Either way, they are certainly entertaining at the least. So today, as Spring approaches, we thought we would take a look at some of our favorite all time garden myths. Are they true? Are they false? Well, we will give our take on that below. But as we all know, it all comes down to what Grandpa or Grandma might have said – and who can really argue with that.

If you can, let us know any of your well-known old-time legends or myths in the comments section at the end of the article. We love hearing and sharing them with our readers.

5 Great Garden Myths and Legends

Planting By The Moonlight and Moon Phases

This one is probably the most well-known of all, especially with many old-time farmers. As it goes, you should plant annual vegetables and flowers that grow above the ground on the days between the new moon and the full moon.

garden myths
Planting by the moonlight – does it work for some crops?

As for root vegetables and perennial flowers, they should be planted during the dark of night, between the full moon and the new moon. Is it true? With this one, you will find just as many people on both sides of the fence. I know this, we have never planted by the moonlight, mainly because we are too tired to get up! And somehow, our garden still produces. 🙂  See : How We Garden With Raised Rows

Adding Sugar To The Soil Around Tomatoes Makes Tomatoes Sweeter.

This is one of our favorites! As the legend goes, if you add a few tablespoons of sugar into the soil around tomato plants, the harvested tomatoes will be sweeter. Unfortunately, this old legend is simply not true. Tomatoes absorb sugars through photosynthesis, not the soil. Although, I guess if you add a little to them once you slice them – it works!

Plant Potatoes On Good Friday

Do a little research and you will find this garden myth everywhere! As the legend goes, always plant your potato crop on Good Friday, and the crop will produce. Many say the roots (pun intended) of this practice come from Ireland. Back in the day, when the potato famine was in full force, folks looked for help from above for their potato harvest.
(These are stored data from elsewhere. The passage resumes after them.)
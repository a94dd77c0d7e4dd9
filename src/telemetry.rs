//! Telemetry and Observability
//!
//! Structured logging setup for embedders and test harnesses.

use tracing_subscriber::{
    fmt,
    layer::SubscriberExt,
    util::SubscriberInitExt,
    EnvFilter,
};

const DEFAULT_FILTER: &str = "info,courier=debug,sqlx=warn";

fn env_filter() -> EnvFilter {
    EnvFilter::try_from_default_env().unwrap_or_else(|_| EnvFilter::new(DEFAULT_FILTER))
}

/// Initialize tracing subscriber
pub fn init_tracing() {
    let fmt_layer = fmt::layer()
        .with_target(true)
        .with_thread_ids(true)
        .with_file(true)
        .with_line_number(true);

    tracing_subscriber::registry()
        .with(env_filter())
        .with(fmt_layer)
        .init();

    tracing::info!("Tracing initialized");
}

/// Initialize JSON-formatted tracing for log shipping.
pub fn init_json_tracing() {
    tracing_subscriber::registry()
        .with(env_filter())
        .with(fmt::layer().json().with_current_span(true))
        .init();
}

/// Install a test-writer subscriber; safe to call from every test.
pub fn try_init_test_tracing() {
    let _ = tracing_subscriber::registry()
        .with(env_filter())
        .with(fmt::layer().with_test_writer())
        .try_init();
}
//! Retry and cancellation tests.

use std::time::Duration;

use courier::application::MessageSendService;
use courier::domain::{MessageState, SendErrorKind, TransportFailure};
use courier::shared::CancellationToken;
use pretty_assertions::assert_eq;
use tokio::time::Instant;

use crate::common::*;

#[tokio::test(start_paused = true)]
async fn test_transient_failure_then_success() {
    // Arrange
    let harness = Harness::new(&["bob"]);
    harness
        .transport
        .script("bob", vec![Err(TransportFailure::Timeout), Ok(())]);
    let msg = message("hello");
    let id = msg.id;

    // Act
    let report = harness
        .sender
        .enqueue_message(msg, CancellationToken::new())
        .await
        .unwrap();

    // Assert
    assert_eq!(report.attempts, 2);
    assert_eq!(report.retries(), 1);
    assert_eq!(harness.transport.calls("bob"), 2);
    assert_eq!(harness.stored_state(&id), Some(MessageState::Sent));
}

#[tokio::test(start_paused = true)]
async fn test_retry_ceiling_surfaces_last_retryable_error() {
    let harness = Harness::new(&["bob"]);
    harness
        .transport
        .always_fail("bob", TransportFailure::Server { status: 503 });
    let msg = message("hello");
    let id = msg.id;
    let started = Instant::now();

    let error = harness
        .sender
        .enqueue_message(msg, CancellationToken::new())
        .await
        .unwrap_err();

    // One attempt plus three retries.
    assert_eq!(harness.transport.calls("bob"), 4);
    assert_eq!(error.kind(), SendErrorKind::TransientNetwork);
    assert!(error.is_retryable());
    assert!(started.elapsed() >= Duration::from_millis(500 + 1000 + 2000));
    assert_eq!(harness.stored_state(&id), Some(MessageState::Failed));
}

#[tokio::test(start_paused = true)]
async fn test_stale_devices_are_retried() {
    let harness = Harness::new(&["bob"]);
    harness
        .transport
        .script("bob", vec![Err(TransportFailure::StaleDevices), Ok(())]);

    let report = harness
        .sender
        .enqueue_message(message("hello"), CancellationToken::new())
        .await
        .unwrap();

    assert_eq!(report.attempts, 2);
}

#[tokio::test(start_paused = true)]
async fn test_rate_limit_waits_for_retry_after() {
    let harness = Harness::new(&["bob"]);
    harness.transport.script(
        "bob",
        vec![
            Err(TransportFailure::RateLimited {
                retry_after: Some(Duration::from_secs(90)),
            }),
            Ok(()),
        ],
    );
    let started = Instant::now();

    harness
        .sender
        .enqueue_message(message("hello"), CancellationToken::new())
        .await
        .unwrap();

    assert!(started.elapsed() >= Duration::from_secs(90));
    assert_eq!(harness.transport.calls("bob"), 2);
}

#[tokio::test(start_paused = true)]
async fn test_cancel_interrupts_backoff() {
    let harness = Harness::new(&["bob"]);
    harness.transport.script(
        "bob",
        vec![Err(TransportFailure::RateLimited {
            retry_after: Some(Duration::from_secs(3600)),
        })],
    );
    let cancel = CancellationToken::new();
    harness.transport.cancel_on_first_call(cancel.clone());
    let msg = message("hello");
    let id = msg.id;
    let started = Instant::now();

    let error = harness
        .sender
        .enqueue_message(msg, cancel)
        .await
        .unwrap_err();

    assert_eq!(error.kind(), SendErrorKind::Cancelled);
    assert!(!error.is_retryable());
    assert!(started.elapsed() < Duration::from_secs(3600));
    assert_eq!(harness.transport.calls("bob"), 1);
    assert_eq!(harness.stored_state(&id), Some(MessageState::Failed));
}
//! Data Transfer Objects
//!
//! Values handed back to callers when a send completes.

pub mod send_report;

pub use send_report::SendReport;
There are some facets of this garden myth that make sense. Potatoes do better when planted in cooler weather. And, generally, Good Friday does fall during the coolest temps of springtime. However, as the Easter calendar moves, so does Good Friday. So, in reality, it much more of a myth than a planting truth.

Always Plant Marigolds In The Garden

garden myths
Marigolds in the garden are actually a great idea!
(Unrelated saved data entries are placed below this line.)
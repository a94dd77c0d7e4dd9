//! Database Module
//!
//! Record store adapters and transaction management.

pub mod memory_store;
pub mod pg_store;
pub mod unit_of_work;

use sqlx::postgres::PgPoolOptions;
use sqlx::PgPool;
use std::time::Duration;

use crate::config::DatabaseSettings;

pub use memory_store::MemoryStore;
pub use pg_store::PgStore;
pub use unit_of_work::{with_transaction, StoreTransaction, UnitOfWork};

/// Create a PostgreSQL connection pool
pub async fn create_pool(settings: &DatabaseSettings) -> Result<PgPool, sqlx::Error> {
    PgPoolOptions::new()
        .max_connections(settings.max_connections)
        .min_connections(settings.min_connections)
        .acquire_timeout(Duration::from_secs(settings.acquire_timeout))
        .connect(&settings.url)
        .await
}

/// Run database migrations
pub async fn run_migrations(pool: &PgPool) -> Result<(), sqlx::migrate::MigrateError> {
    sqlx::migrate!("./migrations").run(pool).await
}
Many old-time gardeners swear by this one! And with good reason, it actually has a lot of merit. Many old-time vegetable gardeners still plant rows of marigolds on the outside edges of their garden. Marigolds naturally repel many garden pests and insects. They simply do not like the smell. And, to boot – they add a lot of color to your garden space!
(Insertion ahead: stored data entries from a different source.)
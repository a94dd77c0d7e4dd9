//! Outgoing message entity and its send state.

use std::collections::BTreeMap;

use chrono::{DateTime, Utc};
use serde::{Deserialize, Serialize};

use super::attachment::UploadedAttachmentRef;
use super::disappearing::DisappearingConfig;
use crate::domain::errors::{SendError, SendErrorKind};
use crate::domain::value_objects::{MessageId, RecipientId, ThreadId};

/// Plain text above this many bytes must be sent as an attachment.
pub const OVERSIZE_TEXT_MESSAGE_SIZE_THRESHOLD: usize = 2 * 1024;

/// Lifecycle of one outgoing message within an enqueue call.
///
/// ```text
/// Pending -> (Uploading)? -> Sending -> Sent
///                               |  ^
///                               +--+ retry
///                               +-> Failed
/// ```
#[derive(Debug, Clone, Copy, PartialEq, Eq, Serialize, Deserialize, Default)]
#[serde(rename_all = "snake_case")]
pub enum MessageState {
    #[default]
    Pending,
    Uploading,
    Sending,
    Sent,
    Failed,
}

impl MessageState {
    pub fn as_str(&self) -> &'static str {
        match self {
            Self::Pending => "pending",
            Self::Uploading => "uploading",
            Self::Sending => "sending",
            Self::Sent => "sent",
            Self::Failed => "failed",
        }
    }

    /// `Sent` and `Failed` end the state machine.
    pub fn is_terminal(&self) -> bool {
        matches!(self, Self::Sent | Self::Failed)
    }

    fn rank(&self) -> u8 {
        match self {
            Self::Pending => 0,
            Self::Uploading => 1,
            Self::Sending => 2,
            Self::Sent | Self::Failed => 3,
        }
    }

    /// Whether `next` is a legal forward move from this state.
    pub fn can_advance_to(&self, next: MessageState) -> bool {
        if self.is_terminal() {
            return false;
        }
        // Sending re-enters itself on retry
        next.rank() > self.rank() || (*self == Self::Sending && next == Self::Sending)
    }
}

impl std::fmt::Display for MessageState {
    fn fmt(&self, f: &mut std::fmt::Formatter<'_>) -> std::fmt::Result {
        write!(f, "{}", self.as_str())
    }
}

/// Delivery progress for one recipient of a message.
#[derive(Debug, Clone, Copy, PartialEq, Eq, Serialize, Deserialize, Default)]
#[serde(rename_all = "snake_case")]
pub enum RecipientDeliveryState {
    #[default]
    Pending,
    Sent,
    /// Not attempted (blocked group member)
    Skipped,
    Failed,
}

/// A composed message owned by the sender for the duration of a send.
#[derive(Debug, Clone, PartialEq, Serialize, Deserialize)]
pub struct OutgoingMessage {
    pub id: MessageId,

    /// Conversation the message belongs to
    pub thread_id: ThreadId,

    /// Inline text body
    pub body: String,

    /// Attachments that are already uploaded
    pub attachments: Vec<UploadedAttachmentRef>,

    /// Thread policy snapshot taken when the message was composed
    pub disappearing_config: DisappearingConfig,

    pub created_at: DateTime<Utc>,

    pub state: MessageState,

    /// Per-recipient progress, filled in once recipients are resolved
    pub recipient_states: BTreeMap<RecipientId, RecipientDeliveryState>,
}

impl OutgoingMessage {
    pub fn new(
        thread_id: ThreadId,
        body: impl Into<String>,
        disappearing_config: DisappearingConfig,
    ) -> Self {
        Self {
            id: MessageId::new(),
            thread_id,
            body: body.into(),
            attachments: Vec::new(),
            disappearing_config,
            created_at: Utc::now(),
            state: MessageState::Pending,
            recipient_states: BTreeMap::new(),
        }
    }

    /// Check if the inline body needs to be converted to an attachment.
    pub fn is_oversize_text(&self) -> bool {
        self.body.len() > OVERSIZE_TEXT_MESSAGE_SIZE_THRESHOLD
    }

    pub fn has_attachments(&self) -> bool {
        !self.attachments.is_empty()
    }

    /// Move the message forward. Backward moves and moves out of a terminal
    /// state are rejected.
    pub fn advance(&mut self, next: MessageState) -> Result<(), SendError> {
        if !self.state.can_advance_to(next) {
            return Err(SendError::new(
                SendErrorKind::Internal,
                format!("illegal state transition {} -> {}", self.state, next),
            ));
        }
        self.state = next;
        Ok(())
    }

    /// Recipients that have not yet reached a final delivery state.
    pub fn pending_recipients(&self) -> Vec<RecipientId> {
        self.recipient_states
            .iter()
            .filter(|(_, state)| **state == RecipientDeliveryState::Pending)
            .map(|(recipient, _)| recipient.clone())
            .collect()
    }

    /// Recipients in the given delivery state.
    pub fn recipients_in(&self, wanted: RecipientDeliveryState) -> Vec<RecipientId> {
        self.recipient_states
            .iter()
            .filter(|(_, state)| **state == wanted)
            .map(|(recipient, _)| recipient.clone())
            .collect()
    }

    pub fn set_recipient_state(&mut self, recipient: &RecipientId, state: RecipientDeliveryState) {
        self.recipient_states.insert(recipient.clone(), state);
    }

    /// Reset for a new enqueue. Recipients that already received the message
    /// stay `Sent` so a resend only targets the rest.
    pub fn prepare_for_send(&mut self) {
        self.state = MessageState::Pending;
        self.recipient_states
            .retain(|_, state| *state == RecipientDeliveryState::Sent);
    }
}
Add Epsom Salt To The Soil To Help Tomatoes Grow

This myth has been making the rounds for years, and is one we are often asked about on the blog. Here is the low down on the myth – there is a touch of truth, but also a lot of downside to the practice.

Epsom salt contains magnesium, which is needed for good growth of tomatoes. Some soils which might lack this mineral can benefit from a bit of Epsom salt. However, adding it to your soil also adds in a lot of salts, that over time, will destroy soil structure and leave your soil in bad shape. The better alternative is to simply add compost or worm castings to the soil to add natural nutrients that will help now and in the long term!  Product Link : Worm Castings – The Ultimate Fertilizer

So what are some of your favorite garden myths and legends? Let us know and share in the comment section below.  Happy Gardening! – Jim and Mary.


16 thoughts on “5 Great Old-Time Garden Myths And Legends – True or False?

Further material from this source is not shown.